En meses recientes han arreciado los ataques contra la seguridad social pública en México. Diversos sectores, en particular los empresariales, han pedido su privatización, con distintas modalidades.
Desde la estricta lógica neoliberal, en el contexto de la política económica vigente, la condición pública del Instituto Mexicano del Seguro Social (IMSS) constituye una anomalía, una suerte de resabio del pasado. A esa lógica obedecen estos señalamientos, así como a los enormes intereses comerciales que se beneficiarían con la privatización de los servicios de salud de los asegurados.
En este panorama, resulta reconfortante la declaración emitida ayer por el presidente Ernesto Zedillo en el sentido de que el Seguro Social no será privatizado y seguirá siendo una entidad pública, tripartita y solidaria.
Es inocultable que un país como el nuestro, marcado por las gravísimas desigualdades sociales, no puede prescindir de mecanismos públicos de redistribución de la riqueza, por más que esta expresión resulte inoportuna y hasta ofensiva para quienes preconizan el ``realismo económico'', el ``adelgazamiento del Estado'' y otras consignas surgidas de la escuela económica que imperó en casi todo el mundo en los años ochenta y que en México aún está de moda en los círculos gobernantes.

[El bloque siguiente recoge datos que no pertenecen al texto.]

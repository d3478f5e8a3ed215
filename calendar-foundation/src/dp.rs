//! # Density-Independent Pixels (Dp)
//!
//! Lengths used by the calendar layout math: list item sizes, scroll offsets
//! and the expandable calendar's animated height.
//!
//! ## Usage
//!
//! ```
//! use calendar_foundation::Dp;
//!
//! let week = Dp(46.0);
//! let open = Dp(120.0) + week * 4.0;
//! assert_eq!(open, Dp(304.0));
//! ```

use std::ops::{Add, AddAssign, Div, Mul, Neg, Sub, SubAssign};

/// Density-independent length.
#[derive(Debug, Default, Clone, Copy, PartialEq, PartialOrd)]
#[cfg_attr(feature = "serde", derive(serde::Serialize, serde::Deserialize))]
pub struct Dp(pub f64);

impl Dp {
    /// Zero length.
    pub const ZERO: Dp = Dp(0.0);

    /// Creates a new `Dp` at compile time.
    pub const fn new(value: f64) -> Self {
        Dp(value)
    }

    /// Returns the raw value.
    pub const fn to_f64(self) -> f64 {
        self.0
    }

    /// Returns the larger of two lengths.
    pub fn max(self, other: Dp) -> Dp {
        Dp(self.0.max(other.0))
    }

    /// Returns the smaller of two lengths.
    pub fn min(self, other: Dp) -> Dp {
        Dp(self.0.min(other.0))
    }

    /// Restricts the length to `[min, max]`.
    ///
    /// When `max < min` the result is `min`, so an empty range never panics.
    pub fn clamp(self, min: Dp, max: Dp) -> Dp {
        self.min(max).max(min)
    }

    /// Returns the absolute length.
    pub fn abs(self) -> Dp {
        Dp(self.0.abs())
    }
}

impl From<f64> for Dp {
    fn from(value: f64) -> Self {
        Dp(value)
    }
}

impl Add for Dp {
    type Output = Dp;

    fn add(self, rhs: Dp) -> Dp {
        Dp(self.0 + rhs.0)
    }
}

impl AddAssign for Dp {
    fn add_assign(&mut self, rhs: Dp) {
        self.0 += rhs.0;
    }
}

impl Sub for Dp {
    type Output = Dp;

    fn sub(self, rhs: Dp) -> Dp {
        Dp(self.0 - rhs.0)
    }
}

impl SubAssign for Dp {
    fn sub_assign(&mut self, rhs: Dp) {
        self.0 -= rhs.0;
    }
}

impl Mul<f64> for Dp {
    type Output = Dp;

    fn mul(self, rhs: f64) -> Dp {
        Dp(self.0 * rhs)
    }
}

impl Div<f64> for Dp {
    type Output = Dp;

    fn div(self, rhs: f64) -> Dp {
        Dp(self.0 / rhs)
    }
}

impl Neg for Dp {
    type Output = Dp;

    fn neg(self) -> Dp {
        Dp(-self.0)
    }
}

#[cfg(test)]
mod tests {
    use super::*;

    #[test]
    fn clamp_bounds_both_sides() {
        assert_eq!(Dp(50.0).clamp(Dp(0.0), Dp(10.0)), Dp(10.0));
        assert_eq!(Dp(-5.0).clamp(Dp(0.0), Dp(10.0)), Dp(0.0));
    }

    #[test]
    fn clamp_prefers_min_on_inverted_range() {
        assert_eq!(Dp(5.0).clamp(Dp(8.0), Dp(2.0)), Dp(8.0));
    }

    #[test]
    fn arithmetic() {
        let mut d = Dp(10.0) + Dp(5.0) - Dp(3.0);
        d += Dp(1.0);
        d -= Dp(2.0);
        assert_eq!(d, Dp(11.0));
        assert_eq!(d * 2.0 / 4.0, Dp(5.5));
        assert_eq!(-d, Dp(-11.0));
    }
}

Desde principios de la década pasada, el Estado ha ido renunciando a desempeñar un papel activo en la superación de esas desigualdades y ha cifrado su solución en un esquema de crecimiento económico, generador de empleos bien remunerados. Sin embargo, y por razones atribuibles al propio modelo, tal crecimiento se ha visto interrumpido por sucesivas crisis y desarreglos, y en ningún caso se ha traducido en una perceptible atenuación de las desigualdades. Por el contrario, ha propiciado la concentración de la riqueza en grados escandalosos.
La misma perspectiva académica supone que conforme la expansión de la economía convirtiera la pobreza mayoritaria en un fenómeno marginal, las instancias privadas de caridad -llamadas ahora ``de asistencia''- podrían dedicarse a aliviarla. En ese escenario, el IMSS resultaría una entidad innecesaria, onerosa y prescindible.

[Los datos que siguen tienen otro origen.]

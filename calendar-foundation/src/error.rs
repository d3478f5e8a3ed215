//! Errors produced while reading dates from loosely typed input.

use thiserror::Error;

/// Failure to interpret a string as a calendar date.
#[derive(Debug, Clone, PartialEq, Eq, Error)]
pub enum DateParseError {
    /// The input was empty or only whitespace.
    #[error("date input is empty")]
    Empty,
    /// The input did not match any accepted date layout.
    #[error("`{input}` is not a valid date: {source}")]
    Invalid {
        /// The rejected input, trimmed.
        input: String,
        /// The parser error for the primary `YYYY-MM-DD` layout.
        #[source]
        source: chrono::ParseError,
    },
}
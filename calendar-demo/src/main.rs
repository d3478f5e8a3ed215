//! Drives an expandable calendar through a scripted session and logs what a
//! host would draw. Set `RUST_LOG=debug` to see every state transition.

use std::sync::Arc;

use calendar_components::{
    CalendarContextHandle, ExpandableCalendar, ExpandableCalendarArgs, Position,
    day::{Marking, parse_marked_dates},
    header::HeaderArrow,
};
use calendar_foundation::{CalendarDate, Dp};
use tracing::{info, warn};

const FRAME_DT: f64 = 1.0 / 60.0;
const MAX_FRAMES: usize = 600;
const PAGE_WIDTH: Dp = Dp(360.0);

fn main() {
    init_tracing();

    let Some(start) = CalendarDate::new(2024, 3, 13) else {
        warn!("invalid start date");
        return;
    };
    let context = CalendarContextHandle::new(start).with_on_date_changed(|snapshot| {
        info!(date = %snapshot.date, source = ?snapshot.update_source, "context date changed");
    });

    let mut args = ExpandableCalendarArgs::default();
    args.list.calendar = args
        .list
        .calendar
        .marked_dates(Arc::new(parse_marked_dates([
            ("2024-03-15", Marking::default().marked(true)),
            ("2024-04-02", Marking::default().marked(true)),
        ])))
        .on_day_press(|data| info!(date = %data.date_string, "day pressed"));

    let mut calendar = ExpandableCalendar::new(args, context);
    report(&calendar, "initial");

    open_by_drag(&mut calendar);
    page_to_next_month(&mut calendar);
    press_day(&mut calendar, start.add_months(1).add_days(5));

    let outcome = calendar.press_arrow(HeaderArrow::NextMonth);
    info!(?outcome, "next month arrow");
    calendar.flush();
    report(&calendar, "after arrow");
}

fn init_tracing() {
    let filter = match tracing_subscriber::EnvFilter::try_from_default_env() {
        Ok(filter) => filter,
        Err(_) => match tracing_subscriber::EnvFilter::try_new(
            "error,calendar_demo=info,calendar_components=info",
        ) {
            Ok(filter) => filter,
            Err(_) => tracing_subscriber::EnvFilter::new("error"),
        },
    };

    let _ = tracing_subscriber::fmt()
        .pretty()
        .with_env_filter(filter)
        .with_span_events(tracing_subscriber::fmt::format::FmtSpan::CLOSE)
        .try_init();
}

#[tracing::instrument(level = "info", skip(calendar))]
fn open_by_drag(calendar: &mut ExpandableCalendar) {
    if !calendar.begin_drag(Dp(12.0)) {
        warn!("drag refused");
        return;
    }
    for dy in [40.0, 90.0, 140.0] {
        calendar.drag_move(Dp(dy));
    }
    let position = calendar.drag_end();
    settle(calendar);
    info!(?position, "drag released");
    report(calendar, "after drag");
}

#[tracing::instrument(level = "info", skip(calendar))]
fn page_to_next_month(calendar: &mut ExpandableCalendar) {
    let index = calendar.list().initial_scroll_index() + 1;
    let offset = PAGE_WIDTH * index as f64;
    let report = calendar.on_scroll(offset, PAGE_WIDTH);
    info!(visible = ?report.visible_months, "paged");
    calendar.flush();
    settle(calendar);
    self::report(calendar, "after paging");
}

#[tracing::instrument(level = "info", skip(calendar))]
fn press_day(calendar: &mut ExpandableCalendar, date: CalendarDate) {
    if !calendar.press_day(date) {
        warn!(%date, "day press refused");
        return;
    }
    calendar.flush();
    settle(calendar);
    if calendar.position() == Position::Closed {
        let strip: Vec<String> = calendar
            .week_strip()
            .iter()
            .map(|cell| cell.date.to_string())
            .collect();
        info!(?strip, "collapsed to week strip");
    }
    report(calendar, "after day press");
}

fn settle(calendar: &mut ExpandableCalendar) {
    for _ in 0..MAX_FRAMES {
        if !calendar.tick(FRAME_DT) {
            return;
        }
    }
    warn!("animation did not settle");
}

fn report(calendar: &ExpandableCalendar, stage: &str) {
    let frame = calendar.frame();
    info!(
        stage,
        title = %calendar.header_title(),
        date = %calendar.context().date(),
        position = ?frame.position,
        height = frame.height.0,
        week_strip_opacity = frame.week_strip_opacity,
        scroll_enabled = frame.scroll_enabled,
        "frame"
    );
}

Sin embargo, el curso de los acontecimientos no se ha ajustado al guión descrito. La pobreza sigue siendo una condición mayoritaria, la economía y el ingreso real en el mejor de los casos se han estancado y, para colmo, algunas de las más importantes entidades asistenciales privadas atraviesan por una crisis caracterizada por acusaciones mutuas de irregularidades financieras y por sospechas de malversación de fondos.

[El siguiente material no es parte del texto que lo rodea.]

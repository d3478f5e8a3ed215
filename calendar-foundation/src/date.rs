//! Calendar dates used by every calendar component.
//!
//! ## Usage
//!
//! Build dates with [`CalendarDate::new`] or [`parse_date`], then step them
//! with [`CalendarDate::add_months`] and [`CalendarDate::add_years`]. Month
//! and year steps clamp the day of month instead of overflowing into the
//! following month.
use std::{fmt, fmt::Write as _, str::FromStr};

use chrono::{DateTime, Datelike, Days, Local, Months, NaiveDate, NaiveDateTime, Weekday};
use tracing::debug;

use crate::error::DateParseError;

const MILLIS_PER_DAY: i64 = 86_400_000;
const DATE_STRING_FORMAT: &str = "%Y-%m-%d";

/// A day on the proleptic Gregorian calendar, without time or zone.
#[derive(Debug, Clone, Copy, PartialEq, Eq, PartialOrd, Ord, Hash)]
#[cfg_attr(feature = "serde", derive(serde::Serialize, serde::Deserialize))]
#[cfg_attr(feature = "serde", serde(transparent))]
pub struct CalendarDate(NaiveDate);

impl CalendarDate {
    /// Creates a date if the year, month (1-12) and day form a real date.
    pub fn new(year: i32, month: u32, day: u32) -> Option<Self> {
        NaiveDate::from_ymd_opt(year, month, day).map(Self)
    }

    /// Wraps an existing chrono date.
    pub fn from_naive(date: NaiveDate) -> Self {
        Self(date)
    }

    /// Returns the wrapped chrono date.
    pub fn as_naive(&self) -> NaiveDate {
        self.0
    }

    /// Returns the current local date.
    pub fn today() -> Self {
        Self(Local::now().date_naive())
    }

    /// Returns the year.
    pub fn year(&self) -> i32 {
        self.0.year()
    }

    /// Returns the month (1-12).
    pub fn month(&self) -> u32 {
        self.0.month()
    }

    /// Returns the day of the month (1-31).
    pub fn day(&self) -> u32 {
        self.0.day()
    }

    /// Returns the weekday.
    pub fn weekday(&self) -> Weekday {
        self.0.weekday()
    }

    /// Returns the weekday as an index where Sunday is 0.
    pub fn weekday_from_sunday(&self) -> u32 {
        self.0.weekday().num_days_from_sunday()
    }

    /// Returns the ISO 8601 week number.
    pub fn iso_week(&self) -> u32 {
        self.0.iso_week().week()
    }

    /// Returns the first day of this date's month.
    pub fn first_of_month(&self) -> Self {
        Self(self.0.with_day(1).unwrap_or(self.0))
    }

    /// Returns the last day of this date's month.
    pub fn last_of_month(&self) -> Self {
        self.first_of_month().add_months(1).add_days(-1)
    }

    /// Returns the number of days in this date's month.
    pub fn days_in_month(&self) -> u32 {
        self.last_of_month().day()
    }

    /// Returns `(year, month)`.
    pub fn year_month(&self) -> (i32, u32) {
        (self.year(), self.month())
    }

    /// Returns a running month counter usable for month differences.
    pub fn month_ordinal(&self) -> i64 {
        i64::from(self.year()) * 12 + i64::from(self.month()) - 1
    }

    /// Adds (or subtracts) whole months.
    ///
    /// The day of month is clamped to the target month's length, so
    /// January 31 plus one month is the last day of February. Results outside
    /// the representable range leave the date unchanged.
    pub fn add_months(&self, delta: i32) -> Self {
        let months = Months::new(delta.unsigned_abs());
        let stepped = if delta >= 0 {
            self.0.checked_add_months(months)
        } else {
            self.0.checked_sub_months(months)
        };
        match stepped {
            Some(date) => Self(date),
            None => {
                debug!(date = %self, delta, "month step out of range, keeping date");
                *self
            }
        }
    }

    /// Adds (or subtracts) whole years with the same clamping as
    /// [`CalendarDate::add_months`].
    pub fn add_years(&self, delta: i32) -> Self {
        self.add_months(delta.saturating_mul(12))
    }

    /// Adds (or subtracts) days. Results outside the representable range
    /// leave the date unchanged.
    pub fn add_days(&self, delta: i64) -> Self {
        let days = Days::new(delta.unsigned_abs());
        let stepped = if delta >= 0 {
            self.0.checked_add_days(days)
        } else {
            self.0.checked_sub_days(days)
        };
        stepped.map(Self).unwrap_or(*self)
    }

    /// Returns the fractional number of months from `self` to `other`.
    ///
    /// Whole months come from the month counters; the remainder is the day
    /// difference expressed as a fraction of `other`'s month length.
    pub fn diff_months(&self, other: &CalendarDate) -> f64 {
        let whole = (other.month_ordinal() - self.month_ordinal()) as f64;
        let days = f64::from(other.day()) - f64::from(self.day());
        whole + days / f64::from(other.days_in_month())
    }

    /// Returns the number of whole days from `self` to `other`.
    pub fn diff_days(&self, other: &CalendarDate) -> i64 {
        other.0.signed_duration_since(self.0).num_days()
    }

    /// Returns milliseconds since the Unix epoch at UTC midnight of this date.
    pub fn timestamp_millis(&self) -> i64 {
        let epoch = NaiveDate::from_ymd_opt(1970, 1, 1).unwrap_or(NaiveDate::MIN);
        self.0.signed_duration_since(epoch).num_days() * MILLIS_PER_DAY
    }

    /// Formats the date with a strftime pattern.
    ///
    /// Returns `None` when the pattern contains an unsupported specifier.
    pub fn format(&self, pattern: &str) -> Option<String> {
        let mut out = String::new();
        write!(out, "{}", self.0.format(pattern)).ok()?;
        Some(out)
    }

    /// Returns the `YYYY-MM-DD` representation.
    pub fn date_string(&self) -> String {
        self.0.format(DATE_STRING_FORMAT).to_string()
    }

    /// Converts the date into the callback payload handed to consumers.
    pub fn to_data(&self) -> DateData {
        DateData::from(*self)
    }
}

impl fmt::Display for CalendarDate {
    fn fmt(&self, f: &mut fmt::Formatter<'_>) -> fmt::Result {
        write!(f, "{}", self.0.format(DATE_STRING_FORMAT))
    }
}

impl From<NaiveDate> for CalendarDate {
    fn from(date: NaiveDate) -> Self {
        Self(date)
    }
}

impl FromStr for CalendarDate {
    type Err = DateParseError;

    fn from_str(s: &str) -> Result<Self, Self::Err> {
        parse_date(s)
    }
}

/// Date payload passed to consumer callbacks.
#[derive(Debug, Clone, PartialEq, Eq, Hash)]
#[cfg_attr(feature = "serde", derive(serde::Serialize, serde::Deserialize))]
#[cfg_attr(feature = "serde", serde(rename_all = "camelCase"))]
pub struct DateData {
    /// Full year.
    pub year: i32,
    /// Month (1-12).
    pub month: u32,
    /// Day of month (1-31).
    pub day: u32,
    /// Milliseconds since the Unix epoch at UTC midnight.
    pub timestamp: i64,
    /// `YYYY-MM-DD`.
    pub date_string: String,
}

impl From<CalendarDate> for DateData {
    fn from(date: CalendarDate) -> Self {
        Self {
            year: date.year(),
            month: date.month(),
            day: date.day(),
            timestamp: date.timestamp_millis(),
            date_string: date.date_string(),
        }
    }
}

impl DateData {
    /// Returns the date the payload describes, if its fields form a real date.
    pub fn to_date(&self) -> Option<CalendarDate> {
        CalendarDate::new(self.year, self.month, self.day)
    }
}

/// Parses a date from `YYYY-MM-DD`, an RFC 3339 timestamp or a
/// `YYYY-MM-DDTHH:MM:SS` local timestamp.
///
/// # Examples
///
/// ```
/// use calendar_foundation::{CalendarDate, parse_date};
///
/// let date = parse_date("2024-03-15").unwrap();
/// assert_eq!(date, CalendarDate::new(2024, 3, 15).unwrap());
/// assert!(parse_date("not a date").is_err());
/// ```
pub fn parse_date(input: &str) -> Result<CalendarDate, DateParseError> {
    let input = input.trim();
    if input.is_empty() {
        return Err(DateParseError::Empty);
    }

    match NaiveDate::parse_from_str(input, DATE_STRING_FORMAT) {
        Ok(date) => Ok(CalendarDate(date)),
        Err(source) => {
            if let Ok(timestamp) = DateTime::parse_from_rfc3339(input) {
                return Ok(CalendarDate(timestamp.date_naive()));
            }
            if let Ok(timestamp) = NaiveDateTime::parse_from_str(input, "%Y-%m-%dT%H:%M:%S") {
                return Ok(CalendarDate(timestamp.date()));
            }
            Err(DateParseError::Invalid {
                input: input.to_string(),
                source,
            })
        }
    }
}

/// Parses a date, treating malformed input as absent.
pub fn try_parse_date(input: &str) -> Option<CalendarDate> {
    match parse_date(input) {
        Ok(date) => Some(date),
        Err(err) => {
            debug!(%err, "ignoring unparsable date");
            None
        }
    }
}

/// Returns true when both dates fall in the same year and month.
pub fn same_month(a: CalendarDate, b: CalendarDate) -> bool {
    a.year_month() == b.year_month()
}

/// Returns true when both dates are the same calendar day.
pub fn same_date(a: CalendarDate, b: CalendarDate) -> bool {
    a == b
}

/// Returns true when `a` is on or after `b`.
pub fn is_gte(a: CalendarDate, b: CalendarDate) -> bool {
    a >= b
}

/// Returns true when `a` is on or before `b`.
pub fn is_lte(a: CalendarDate, b: CalendarDate) -> bool {
    a <= b
}

/// Returns true when `a`'s month is strictly after `b`'s month.
pub fn is_later_month(a: CalendarDate, b: CalendarDate) -> bool {
    a.month_ordinal() > b.month_ordinal()
}

#[cfg(test)]
mod tests {
    use super::*;

    fn date(y: i32, m: u32, d: u32) -> CalendarDate {
        CalendarDate::new(y, m, d).expect("valid test date")
    }

    #[test]
    fn rejects_impossible_dates() {
        assert!(CalendarDate::new(2023, 2, 29).is_none());
        assert!(CalendarDate::new(2024, 13, 1).is_none());
        assert!(CalendarDate::new(2024, 2, 29).is_some());
    }

    #[test]
    fn month_step_clamps_day_of_month() {
        assert_eq!(date(2023, 1, 31).add_months(1), date(2023, 2, 28));
        assert_eq!(date(2024, 1, 31).add_months(1), date(2024, 2, 29));
        assert_eq!(date(2024, 3, 31).add_months(-1), date(2024, 2, 29));
        assert_eq!(date(2024, 1, 15).add_months(1), date(2024, 2, 15));
        assert_eq!(date(2024, 12, 10).add_months(1), date(2025, 1, 10));
    }

    #[test]
    fn year_step_clamps_leap_day() {
        assert_eq!(date(2024, 2, 29).add_years(1), date(2025, 2, 28));
        assert_eq!(date(2024, 2, 29).add_years(4), date(2028, 2, 29));
        assert_eq!(date(2024, 5, 3).add_years(-1), date(2023, 5, 3));
    }

    #[test]
    fn month_boundaries() {
        let d = date(2024, 2, 10);
        assert_eq!(d.first_of_month(), date(2024, 2, 1));
        assert_eq!(d.last_of_month(), date(2024, 2, 29));
        assert_eq!(d.days_in_month(), 29);
        assert_eq!(date(2023, 12, 5).last_of_month(), date(2023, 12, 31));
    }

    #[test]
    fn diff_months_between_first_days_is_whole() {
        let a = date(2024, 3, 1);
        assert_eq!(a.diff_months(&date(2024, 5, 1)), 2.0);
        assert_eq!(a.diff_months(&date(2023, 3, 1)), -12.0);
        let partial = a.diff_months(&date(2024, 3, 16));
        assert!(partial > 0.0 && partial < 1.0);
    }

    #[test]
    fn parse_accepts_supported_layouts() {
        assert_eq!(parse_date("2024-03-15"), Ok(date(2024, 3, 15)));
        assert_eq!(parse_date(" 2024-03-15 "), Ok(date(2024, 3, 15)));
        assert_eq!(
            parse_date("2024-03-15T10:30:00+02:00"),
            Ok(date(2024, 3, 15))
        );
        assert_eq!(parse_date("2024-03-15T23:59:59"), Ok(date(2024, 3, 15)));
    }

    #[test]
    fn parse_rejects_garbage() {
        assert_eq!(parse_date(""), Err(DateParseError::Empty));
        assert!(matches!(
            parse_date("2024-02-30"),
            Err(DateParseError::Invalid { .. })
        ));
        assert!(try_parse_date("tomorrow").is_none());
    }

    #[test]
    fn date_data_carries_epoch_millis() {
        let data = date(1970, 1, 2).to_data();
        assert_eq!(data.timestamp, 86_400_000);
        assert_eq!(data.date_string, "1970-01-02");
        assert_eq!(data.to_date(), Some(date(1970, 1, 2)));
    }

    #[test]
    fn format_handles_bad_patterns() {
        let d = date(2024, 3, 5);
        assert_eq!(d.format("%B %Y").as_deref(), Some("March 2024"));
        assert_eq!(d.format("%Q"), None);
    }

    #[test]
    fn comparison_predicates() {
        let a = date(2024, 3, 5);
        let b = date(2024, 3, 28);
        assert!(same_month(a, b));
        assert!(!same_date(a, b));
        assert!(is_lte(a, b) && is_gte(b, a));
        assert!(is_gte(a, a) && is_lte(a, a));
        assert!(is_later_month(date(2024, 4, 1), b));
        assert!(!is_later_month(b, a));
    }
}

Así las cosas, en el México actual el Seguro Social sigue siendo una institución irrenunciable e indispensable para preservar la salud de millones de personas y para atenuar en algo las injusticias sociales persistentes.
Más allá de su funcionalidad y su necesidad, este organismo es, además, un emblema entrañable, un patrimonio social y hasta un factor de identidad nacional, y su liquidación -es decir, su privatización- tendría, inevitablemente, un costo político terrible para cualquier gobierno.
Con estas consideraciones, ha de señalarse que al comprometerse con la preservación del IMSS como instituto público, el Presidente ha dado una muestra de sensibilidad que debe serle reconocida.